新娘是个样貌平凡的山西人,看上去要比新郎还要年纪大一点,在日本呆了五六年,现在俩人在上海。新郎三十多岁,大学毕业在重庆呆过几年,后来去上海在网站做技术,听说每天累得要死。司仪煽情的很多话,那种好莱坞电影里的牧师模样,说话很努力的在煽情,让人觉得很聒噪。新郎的妈妈因为轮子 功在看守所,只有父亲在。新郎的妹妹也亭亭玉立,中途突然抹起眼泪转身走了,不知是太高兴还是别的,我猜大概是想起妈妈了吧。
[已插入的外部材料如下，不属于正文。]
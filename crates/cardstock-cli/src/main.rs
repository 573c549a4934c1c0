//! cardstock CLI
//!
//! Command-line tool for importing spreadsheet/CSV data into a card store
//! and inspecting the result.

use cardstock_core::{
    import_sources, load_sources, scan_sources, CardStore, Strategy,
};
use clap::{Parser, Subcommand, ValueEnum};
use std::path::PathBuf;

#[derive(Parser)]
#[command(name = "cardstock")]
#[command(about = "Spreadsheet-to-card importer for print-and-play prototyping", long_about = None)]
#[command(version)]
struct Cli {
    #[command(subcommand)]
    command: Commands,
}

#[derive(Debug, Clone, Copy, ValueEnum)]
enum StrategyArg {
    /// One table per sheet, one card entity per row
    Flat,
    /// Six-block character sheets, up to three cards per sheet
    CharacterSheet,
}

impl From<StrategyArg> for Strategy {
    fn from(arg: StrategyArg) -> Self {
        match arg {
            StrategyArg::Flat => Strategy::Flat,
            StrategyArg::CharacterSheet => Strategy::CharacterSheet,
        }
    }
}

#[derive(Subcommand)]
enum Commands {
    /// Clear the card store and refill it from one or more source files
    Import {
        /// Source file names; the extension is optional (.xlsx assumed).
        /// With no files, the previous import's sources are reused.
        files: Vec<String>,

        /// Conversion strategy
        #[arg(short, long, value_enum, default_value = "flat")]
        strategy: StrategyArg,

        /// Card store file
        #[arg(long, default_value = "cards.json")]
        store: PathBuf,

        /// Where the last-imported source list is remembered
        #[arg(long, default_value = "sources.json")]
        manifest: PathBuf,
    },

    /// List the cards currently in the store
    List {
        /// Card store file
        #[arg(long, default_value = "cards.json")]
        store: PathBuf,
    },

    /// Parse a source file and preview its worksheets
    Parse {
        /// Path to a CSV or XLSX file
        #[arg(short, long)]
        file: String,
    },

    /// Scan directories for importable source files
    Scan {
        /// Root directories to scan
        #[arg(short, long, required = true)]
        root: Vec<PathBuf>,
    },
}

fn main() {
    if let Err(e) = run() {
        eprintln!("Error: {}", e);
        std::process::exit(1);
    }
}

fn run() -> cardstock_core::Result<()> {
    let cli = Cli::parse();

    match cli.command {
        Commands::Import {
            files,
            strategy,
            store,
            manifest,
        } => cmd_import(&files, strategy.into(), &store, &manifest),
        Commands::List { store } => cmd_list(&store),
        Commands::Parse { file } => cmd_parse(&file),
        Commands::Scan { root } => cmd_scan(&root),
    }
}

fn cmd_import(
    files: &[String],
    strategy: Strategy,
    store_path: &PathBuf,
    manifest_path: &PathBuf,
) -> cardstock_core::Result<()> {
    let store = CardStore::new(store_path);
    let summary = import_sources(files, strategy, &store, manifest_path)?;

    for source in &summary.sources {
        println!("Loaded {}", source);
    }

    if summary.card_count() == 0 {
        println!("No cards were created.");
        return Ok(());
    }

    println!("{} cards created!", summary.card_count());
    println!("{}", summary.names.join(", "));

    Ok(())
}

fn cmd_list(store_path: &PathBuf) -> cardstock_core::Result<()> {
    let store = CardStore::new(store_path);
    let cards = store.load()?;

    if cards.is_empty() {
        println!("The store is empty.");
        return Ok(());
    }

    println!("Cards ({}):", cards.len());
    for card in &cards {
        println!(
            "  {} x{} [{}] ({} data fields)",
            card.name,
            card.quantity,
            card.template_path(),
            card.data.len()
        );
    }

    Ok(())
}

fn cmd_parse(file: &str) -> cardstock_core::Result<()> {
    let sheets = load_sources(&[file.to_string()])?;

    for sheet in &sheets {
        println!(
            "Sheet: {} ({} rows x {} columns)",
            sheet.name,
            sheet.row_count(),
            sheet.column_count()
        );

        // Preview the first few rows as raw cell text.
        for row in sheet.rows.iter().take(10) {
            let values: Vec<String> = row.iter().map(|c| c.to_text()).collect();
            println!("  {}", values.join("\t"));
        }

        if sheet.row_count() > 10 {
            println!("  ... ({} more rows)", sheet.row_count() - 10);
        }
        println!();
    }

    Ok(())
}

fn cmd_scan(roots: &[PathBuf]) -> cardstock_core::Result<()> {
    let result = scan_sources(roots)?;

    println!("Scanned {} root(s):", result.roots.len());
    for root in &result.roots {
        println!("  {}", root.display());
    }
    println!();
    println!("Found {} importable file(s):", result.file_count());
    for file in &result.files {
        println!("  {}", file.display());
    }

    Ok(())
}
看了一会自觉无趣,我也走开了。站在秋天的公路旁,北方高大的白杨树叶顺风忽闪着巴掌,空气新鲜干燥,太阳很好,光线白刷刷的,很热,肚子还能感觉到早上的肉汤还没怎么消化。我在远处看着人群,听着音箱里传出永远实现不了的话,居然没有觉得这一切很荒诞,似乎眼前的一切都还好,会有这种想法,连我自己都有些奇怪。
似乎看到了自己的结局,大概也是会如此这般,一脸窘相的迎来送往父辈的亲戚朋友,自己认识的大概也就个位数,接受各种询问质疑猜测和怀疑,然后再离开这个其实自己已经对它一无所知的地方,依旧披上盔甲抓紧武器把自己的青春葬送给远方一次次的奔波,最终,跟理想和解,向现实投降。
今天中秋节,没有看月亮,圆圆缺缺,明明暗暗,远远近近,干我什么鸟事。